Innovation Watch: The neural network designed to kill jargon


Imagine scientific studies translated to plain English. A neural network has been created to do just that. We picture a world where even complicated legal documents are easily understood by everyone.

A team of researchers have created a neural network designed to produce plain English summaries of complicated texts, such as scientific research papers.

The work actually came from developing new AI approaches for an entirely different project, which focused on particularly tricky physics problems. The team soon realised the approach were there using could be used for other tasks computers find difficult – such as processing natural language.

Neural networks are excellent at pattern recognition. They can recognise faces in photos, forecast sales and detect abnormalities in data. What they’re not so hot at is correlating information from long strings of data – exactly the sort that’s required to summarise a complicated paper or essay.

This new network uses a concept called a rotational unit of memory (RUM), which helps it ‘remember’ better.

The results are eye-opening. Here are the summaries of a research paper, first using a traditional neural network:

“Baylisascariasis,” kills mice, has endangered the allegheny woodrat and has caused disease like blindness or severe consequences. This infection, termed “baylisascariasis,” kills mice, has endangered the allegheny woodrat and has caused disease like blindness or severe consequences. This infection, termed “baylisascariasis,” kills mice, has endangered the allegheny woodrat.

And then using the scientists’ new RUM neural network:

Urban raccoons may infect people more than previously assumed. 7 percent of surveyed individuals tested positive for raccoon roundworm antibodies. Over 90 percent of raccoons in Santa Barbara play host to this parasite.

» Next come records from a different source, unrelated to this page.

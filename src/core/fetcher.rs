//! Batch quote fetching across the two providers.
//!
//! A batch picks exactly one provider, then walks the symbols one at a time with a
//! minimum spacing between call starts so the provider's per-minute quota holds. The
//! first failure ends the batch; there are no partial results.
//!
//! Dropping the future returned by [`QuoteFetcher::get_quotes`] cancels the batch,
//! including any HTTP request still in flight.

use futures::future::try_join_all;
use std::sync::Arc;
use std::time::Duration;
use tokio::time::{Instant, sleep_until};
use tracing::{debug, info, warn};

use super::config::{ApiCredentials, ProvidersConfig};
use super::error::{ProviderKind, QuoteError};
use super::quote::{Quote, QuoteProvider};
use crate::providers::{AlphaVantageProvider, FinnhubProvider};

/// Spacing between call starts on the primary provider, in pacing units.
pub const PRIMARY_SPACING_UNITS: u32 = 1;
/// Spacing between call starts on the secondary provider (5 calls per minute).
pub const SECONDARY_SPACING_UNITS: u32 = 12;

/// Minimum spacing between consecutive per-symbol calls, per provider.
///
/// `None` lifts pacing for that provider and lets the batch run all calls at once.
#[derive(Debug, Clone, Copy, PartialEq, Eq)]
pub struct PacingPolicy {
    pub primary: Option<Duration>,
    pub secondary: Option<Duration>,
}

impl Default for PacingPolicy {
    fn default() -> Self {
        Self::with_unit(Duration::from_secs(1))
    }
}

impl PacingPolicy {
    pub fn with_unit(unit: Duration) -> Self {
        PacingPolicy {
            primary: Some(unit * PRIMARY_SPACING_UNITS),
            secondary: Some(unit * SECONDARY_SPACING_UNITS),
        }
    }

    pub fn unpaced() -> Self {
        PacingPolicy {
            primary: None,
            secondary: None,
        }
    }

    pub fn spacing_for(&self, provider: ProviderKind) -> Option<Duration> {
        match provider {
            ProviderKind::Primary => self.primary,
            ProviderKind::Secondary => self.secondary,
        }
    }
}

/// How one batch will run.
#[derive(Debug, Clone, Copy, PartialEq, Eq)]
pub enum ExecutionPlan {
    Paced {
        provider: ProviderKind,
        spacing: Duration,
    },
    Unconstrained {
        provider: ProviderKind,
    },
}

impl ExecutionPlan {
    pub fn provider(&self) -> ProviderKind {
        match self {
            ExecutionPlan::Paced { provider, .. } | ExecutionPlan::Unconstrained { provider } => {
                *provider
            }
        }
    }
}

/// Picks the provider for a batch. The primary wins whenever it is available.
pub fn select_provider(
    primary_available: bool,
    secondary_available: bool,
) -> Result<ProviderKind, QuoteError> {
    match (primary_available, secondary_available) {
        (true, _) => Ok(ProviderKind::Primary),
        (false, true) => Ok(ProviderKind::Secondary),
        (false, false) => Err(QuoteError::NoProviderConfigured),
    }
}

pub struct QuoteFetcher {
    primary: Option<Arc<dyn QuoteProvider>>,
    secondary: Option<Arc<dyn QuoteProvider>>,
    pacing: PacingPolicy,
}

impl QuoteFetcher {
    pub fn new(
        primary: Option<Arc<dyn QuoteProvider>>,
        secondary: Option<Arc<dyn QuoteProvider>>,
    ) -> Self {
        QuoteFetcher {
            primary,
            secondary,
            pacing: PacingPolicy::default(),
        }
    }

    /// Builds HTTP clients for every provider that has a credential.
    pub fn from_config(providers: &ProvidersConfig, credentials: &ApiCredentials) -> Self {
        let primary = credentials.finnhub.as_deref().map(|key| {
            Arc::new(FinnhubProvider::new(&providers.finnhub.base_url, key))
                as Arc<dyn QuoteProvider>
        });
        let secondary = credentials.alpha_vantage.as_deref().map(|key| {
            Arc::new(AlphaVantageProvider::new(
                &providers.alpha_vantage.base_url,
                key,
            )) as Arc<dyn QuoteProvider>
        });
        debug!(
            primary = primary.is_some(),
            secondary = secondary.is_some(),
            "Configured quote providers"
        );
        Self::new(primary, secondary)
    }

    pub fn with_pacing(mut self, pacing: PacingPolicy) -> Self {
        self.pacing = pacing;
        self
    }

    pub fn plan(&self) -> Result<ExecutionPlan, QuoteError> {
        let provider = select_provider(self.primary.is_some(), self.secondary.is_some())?;
        Ok(match self.pacing.spacing_for(provider) {
            Some(spacing) => ExecutionPlan::Paced { provider, spacing },
            None => ExecutionPlan::Unconstrained { provider },
        })
    }

    fn provider(&self, kind: ProviderKind) -> Result<&dyn QuoteProvider, QuoteError> {
        let provider = match kind {
            ProviderKind::Primary => self.primary.as_deref(),
            ProviderKind::Secondary => self.secondary.as_deref(),
        };
        provider.ok_or(QuoteError::NoProviderConfigured)
    }

    /// Fetches quotes for `symbols`, in the same order, or the first error.
    pub async fn get_quotes(&self, symbols: &[String]) -> Result<Vec<Quote>, QuoteError> {
        self.get_quotes_with_progress(symbols, &|_| {}).await
    }

    /// Like [`get_quotes`](Self::get_quotes), calling `on_quote` after each symbol succeeds.
    pub async fn get_quotes_with_progress(
        &self,
        symbols: &[String],
        on_quote: &(dyn Fn(&Quote) + Send + Sync),
    ) -> Result<Vec<Quote>, QuoteError> {
        let plan = self.plan()?;
        let provider = self.provider(plan.provider())?;
        info!(
            provider = %plan.provider(),
            symbols = symbols.len(),
            "Fetching quote batch"
        );

        if symbols.is_empty() {
            return Ok(Vec::new());
        }

        match plan {
            ExecutionPlan::Paced { spacing, .. } => {
                fetch_paced(provider, symbols, spacing, on_quote).await
            }
            ExecutionPlan::Unconstrained { .. } => {
                fetch_unconstrained(provider, symbols, on_quote).await
            }
        }
    }
}

async fn fetch_one(provider: &dyn QuoteProvider, symbol: &str) -> Result<Quote, QuoteError> {
    provider.fetch_quote(symbol).await.inspect_err(|e| {
        warn!(
            provider = %provider.kind(),
            symbol = %symbol,
            error = %e,
            "Failed to fetch quote"
        );
    })
}

/// One call at a time; call N+1 starts once call N finished and `spacing` has passed
/// since call N started.
async fn fetch_paced(
    provider: &dyn QuoteProvider,
    symbols: &[String],
    spacing: Duration,
    on_quote: &(dyn Fn(&Quote) + Send + Sync),
) -> Result<Vec<Quote>, QuoteError> {
    let mut quotes = Vec::with_capacity(symbols.len());
    for (index, symbol) in symbols.iter().enumerate() {
        let started = Instant::now();
        let quote = fetch_one(provider, symbol).await?;
        on_quote(&quote);
        quotes.push(quote);

        if index + 1 < symbols.len() {
            let next_start = started + spacing;
            debug!(
                wait_ms = next_start
                    .saturating_duration_since(Instant::now())
                    .as_millis() as u64,
                "Pacing before next symbol"
            );
            sleep_until(next_start).await;
        }
    }
    Ok(quotes)
}

/// All calls at once. Results keep input order; the first error wins.
async fn fetch_unconstrained(
    provider: &dyn QuoteProvider,
    symbols: &[String],
    on_quote: &(dyn Fn(&Quote) + Send + Sync),
) -> Result<Vec<Quote>, QuoteError> {
    try_join_all(symbols.iter().map(|symbol| async move {
        let quote = fetch_one(provider, symbol).await?;
        on_quote(&quote);
        Ok::<_, QuoteError>(quote)
    }))
    .await
}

The difference is remarkable. The first is repetitive and packed with technical language. The RUM neural network makes it clear and concise.

The implications are big for almost anything. Legal documents can become legible to normal people! Terms & Conditions will suddenly make sense and people might even read End User License Agreements!

It could also help communication between technical and non-technical staff. Or make sure that pitch-decks we send to clients don’t contain jargon familiar to creatives but confusing to everyone else! Perhaps it could even get to a point where it’ll tell copywriters if their lines are going to resonate?

Whatever the results are, we’re looking forward to reading what it produces.